In this guest post, Mark Hurd, CEO of Oracle, says the big data revolution has only just begun and you ain’t seen nothing yet…
The magic of data mining and analytics is in discovering patterns and correlations that intuitive judgment could never divine: the finding, say, that 30-somethings who shop for silk shirts also tend to buy hybrid cars. Or that late-morning credit card purchases are more likely to be fraudulent than those made in the afternoon.
This data-based discovery is getting more productive as data sets grow larger, and as the science moves beyond the commercial frontiers of product placement, customer acquisition, and fraud detection into the realms of disease prevention, education, agriculture, healthcare, and even professional sports.
Big data analytics isn’t just changing the ways companies and industries do business. It is changing the world for the better.

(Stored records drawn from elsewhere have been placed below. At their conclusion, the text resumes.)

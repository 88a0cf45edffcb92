use approx::assert_relative_eq;
use atoms::{build_special, Atoms, Domain, NeighborList};
use drude::{DrudeTypes, PartnerRegistry};
use dwconsts::REAL_QQR2E;
use dwmpi::SerialComm;
use thole::*;
use vector3::*;

const BOX: f64 = 20.0;
const CUT: f64 = 6.0;

// (tag, type, charge, x) with types 1 = core, 2 = Drude, 3 = plain
type Record = (i64, usize, f64, Vector3f64);

fn two_molecules(offset: Vector3f64) -> Vec<Record> {
    let a = Vector3f64::new(5.0, 10.0, 10.0);
    let b = a + offset;

    vec![
        (1, 1, 1.0, a),
        (2, 2, -0.3, a + Vector3f64::new(0.1, 0.05, -0.02)),
        (3, 1, 0.5, b),
        (4, 2, -0.2, b + Vector3f64::new(-0.05, 0.1, 0.03)),
    ]
}

struct Setup {
    atoms: Atoms,
    registry: PartnerRegistry,
    pair: PairThole,
    ctx: PairContext,
}

fn setup(records: &[Record], charge: bool) -> Setup {
    let mut atoms = Atoms::new(3, charge, false);
    for t in 1..=3 {
        atoms.set_mass(t, 1.0).unwrap();
    }

    for &(tag, itype, q, x) in records.iter() {
        let i = atoms
            .add_atom(tag, itype, x, Vector3f64::zeros(), q, &mut [])
            .unwrap();

        if itype == 1 {
            atoms.add_bond(i, tag + 1);
        }
    }

    build_special(&mut atoms).unwrap();

    let mut registry = PartnerRegistry::new(DrudeTypes::parse("C D N", "1:2", 3).unwrap());
    registry
        .build_partner_links(&atoms, &SerialComm::new())
        .unwrap();

    let mut pair = PairThole::new(3);
    pair.settings(&["2.6", &CUT.to_string()]).unwrap();
    pair.coeff(&["*", "*", "1.0"]).unwrap();

    Setup {
        atoms,
        registry,
        pair,
        ctx: PairContext::new(REAL_QQR2E, [0.0, 0.0, 0.5], true),
    }
}

fn evaluate(s: &mut Setup, newton_pair: bool) -> EnergyVirial {
    s.ctx.newton_pair = newton_pair;
    s.pair.init(&s.atoms).unwrap();

    for f in s.atoms.f.iter_mut() {
        f.set_zeros();
    }

    let list = NeighborList::build_half(&s.atoms, CUT, newton_pair);

    s.pair
        .compute(&mut s.atoms, &s.registry, &list, &s.ctx, true, true)
        .unwrap()
}

fn expected_energy(records: &[Record]) -> f64 {
    let a = 2.6;
    let mut e = 0.0;

    // Drude particles keep their charge, cores take minus their Drude's
    let charge = |k: usize| -> f64 {
        if records[k].1 == 2 {
            records[k].2
        } else {
            -records[k + 1].2
        }
    };

    for (i, j) in [(0, 2), (0, 3), (1, 2), (1, 3)] {
        let r = (records[i].3 - records[j].3).norm2();
        let (_, factor_e) = thole_factors(a, r, 1.0);
        e += factor_e * REAL_QQR2E * charge(i) * charge(j) / r;
    }

    e
}

#[test]
fn test_energy_uses_split_charges() {
    let records = two_molecules(Vector3f64::new(2.5, 0.5, 0.0));
    let mut s = setup(&records, true);

    let ev = evaluate(&mut s, true);

    assert_relative_eq!(ev.eng_coul, expected_energy(&records), max_relative = 1e-12);
}

#[test]
fn test_forces_are_pairwise_and_conservative() {
    let records = two_molecules(Vector3f64::new(2.0, -0.7, 0.4));
    let mut s = setup(&records, true);

    evaluate(&mut s, true);

    let total = s.atoms.f[..4]
        .iter()
        .fold(Vector3f64::zeros(), |acc, &f| acc + f);
    assert_relative_eq!(total.norm2(), 0.0, epsilon = 1e-10);

    // force on the first Drude particle against a central difference
    let h = 1e-5;
    let d = s.atoms.map(2).unwrap();
    let force = s.atoms.f[d];

    for idim in 0..3 {
        let mut moved = records.clone();

        moved[1].3.set(idim, records[1].3.get(idim) + h);
        let ep = evaluate(&mut setup(&moved, true), true).eng_coul;

        moved[1].3.set(idim, records[1].3.get(idim) - h);
        let em = evaluate(&mut setup(&moved, true), true).eng_coul;

        assert_relative_eq!(force.get(idim), -(ep - em) / (2.0 * h), epsilon = 1e-5, max_relative = 1e-5);
    }
}

#[test]
fn test_own_partner_does_not_interact() {
    let records = two_molecules(Vector3f64::new(2.0, 0.0, 0.0));
    let mut s = setup(&records[..2], true);

    let ev = evaluate(&mut s, true);

    assert_eq!(ev.eng_coul, 0.0);
    assert_eq!(ev.virial, [0.0; 6]);
    assert!(s.atoms.f[..2].iter().all(|f| *f == Vector3f64::zeros()));
}

#[test]
fn test_plain_atoms_do_not_interact() {
    let mut records = two_molecules(Vector3f64::new(2.0, 0.0, 0.0));
    records.truncate(2);
    records.push((5, 3, 1.0, Vector3f64::new(6.0, 10.0, 10.0)));

    let mut s = setup(&records, true);
    let ev = evaluate(&mut s, true);

    assert_eq!(ev.eng_coul, 0.0);
}

#[test]
fn test_single_matches_compute() {
    let records = two_molecules(Vector3f64::new(1.5, 1.0, -0.5));
    let mut s = setup(&records, true);

    let ev = evaluate(&mut s, true);

    let mut energy = 0.0;
    for i in 0..4 {
        for j in (i + 1)..4 {
            let rsq = (s.atoms.x[i] - s.atoms.x[j]).norm2_squared();
            let (e, _) = s
                .pair
                .single(
                    &s.atoms,
                    &s.registry,
                    &s.ctx,
                    i,
                    j,
                    s.atoms.atom_type[i],
                    s.atoms.atom_type[j],
                    rsq,
                    s.ctx.special_coul[0],
                )
                .unwrap();
            energy += e;
        }
    }

    assert_relative_eq!(energy, ev.eng_coul, max_relative = 1e-12);

    // the force on the first core is the sum of fforce * del over the other molecule
    let mut f0 = Vector3f64::zeros();
    for j in [2, 3] {
        let del = s.atoms.x[0] - s.atoms.x[j];
        let (_, fforce) = s
            .pair
            .single(&s.atoms, &s.registry, &s.ctx, 0, j, 1, s.atoms.atom_type[j], del.norm2_squared(), 1.0)
            .unwrap();
        f0 += del * fforce;
    }

    assert_relative_eq!((f0 - s.atoms.f[0]).norm2(), 0.0, epsilon = 1e-12);
}

#[test]
fn test_newton_off_matches_newton_on_across_the_boundary() {
    let domain = Domain::new(
        Vector3f64::zeros(),
        Vector3f64::new(BOX, BOX, BOX),
        [true; 3],
        3,
    );

    let mut records = two_molecules(Vector3f64::zeros());
    records[0].3 = Vector3f64::new(0.5, 10.0, 10.0);
    records[1].3 = Vector3f64::new(0.6, 10.0, 10.0);
    records[2].3 = Vector3f64::new(19.3, 10.0, 10.0);
    records[3].3 = Vector3f64::new(19.4, 10.0, 10.0);

    let mut results = Vec::new();

    for &newton in [true, false].iter() {
        let mut s = setup(&records, true);
        domain
            .borders(&mut s.atoms, CUT, &mut [&mut s.registry])
            .unwrap();

        let ev = evaluate(&mut s, newton);
        domain.reverse_comm_forces(&mut s.atoms);

        let forces: Vec<Vector3f64> = (1..=4).map(|tag| s.atoms.f[s.atoms.map(tag).unwrap()]).collect();

        results.push((ev, forces));
    }

    let (on, off) = (&results[0], &results[1]);

    assert!(on.0.eng_coul.abs() > 0.0);
    assert_relative_eq!(on.0.eng_coul, off.0.eng_coul, max_relative = 1e-12);

    for k in 0..6 {
        assert_relative_eq!(on.0.virial[k], off.0.virial[k], epsilon = 1e-10, max_relative = 1e-10);
    }

    for (a, b) in on.1.iter().zip(off.1.iter()) {
        assert_relative_eq!((*a - *b).norm2(), 0.0, epsilon = 1e-10);
    }
}

#[test]
fn test_charge_attribute_is_required() {
    let records = two_molecules(Vector3f64::new(2.0, 0.0, 0.0));
    let mut s = setup(&records, false);

    assert_eq!(s.pair.init(&s.atoms), Err(TholeError::MissingCharge));

    let list = NeighborList::build_half(&s.atoms, CUT, true);
    assert_eq!(
        s.pair
            .compute(&mut s.atoms, &s.registry, &list, &s.ctx, true, true),
        Err(TholeError::NotInitialized)
    );
}

#[test]
fn test_ghost_drude_without_its_core() {
    let records = two_molecules(Vector3f64::new(2.5, 0.5, 0.0));

    let mut local = setup(&records[..2], true);
    let mut remote = setup(&records[2..], true);

    // only the Drude particle of the second molecule reaches this process
    let k = remote.atoms.map(4).unwrap();
    let buf = remote
        .atoms
        .pack_border(&[k], Vector3f64::zeros(), &[&mut remote.registry]);
    let g = local
        .atoms
        .unpack_border(1, &buf, &mut [&mut local.registry])
        .unwrap();

    assert_eq!(local.atoms.map(3), None);
    assert_eq!(local.registry.partner_of(g), Some(3));

    let ev = evaluate(&mut local, true);

    let mut expected = 0.0;
    for (i, qi) in [(0, 0.3), (1, -0.3)] {
        let r = (records[i].3 - records[3].3).norm2();
        let (_, factor_e) = thole_factors(2.6, r, 1.0);
        expected += factor_e * REAL_QQR2E * qi * -0.2 / r;
    }

    assert_relative_eq!(ev.eng_coul, expected, max_relative = 1e-12);

    let rsq = (local.atoms.x[0] - local.atoms.x[g]).norm2_squared();
    let (e, _) = local
        .pair
        .single(&local.atoms, &local.registry, &local.ctx, 0, g, 1, 2, rsq, 1.0)
        .unwrap();

    let (_, factor_e) = thole_factors(2.6, rsq.sqrt(), 1.0);
    assert_relative_eq!(e, factor_e * REAL_QQR2E * 0.3 * -0.2 / rsq.sqrt(), max_relative = 1e-12);
}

Consider these five eye-opening advances:
- Tracking epidemics. The US Centers for Disease Control and Prevention is using big data to save lives by identifying areas where pandemics might take hold.
The CDC’s tool of choice is BioMosaic, a web-accessible interactive map that displays information in a readily digestible format to health officials nationwide. The map is the front end of an enormous data-crunching machine that analyses different kinds of information, including US census data, socio-economic data (particularly on foreign-born people, as well as their English-speaking ability), international travel data, demographic data, and migration health data of foreign-born populations in the US for 105 countries.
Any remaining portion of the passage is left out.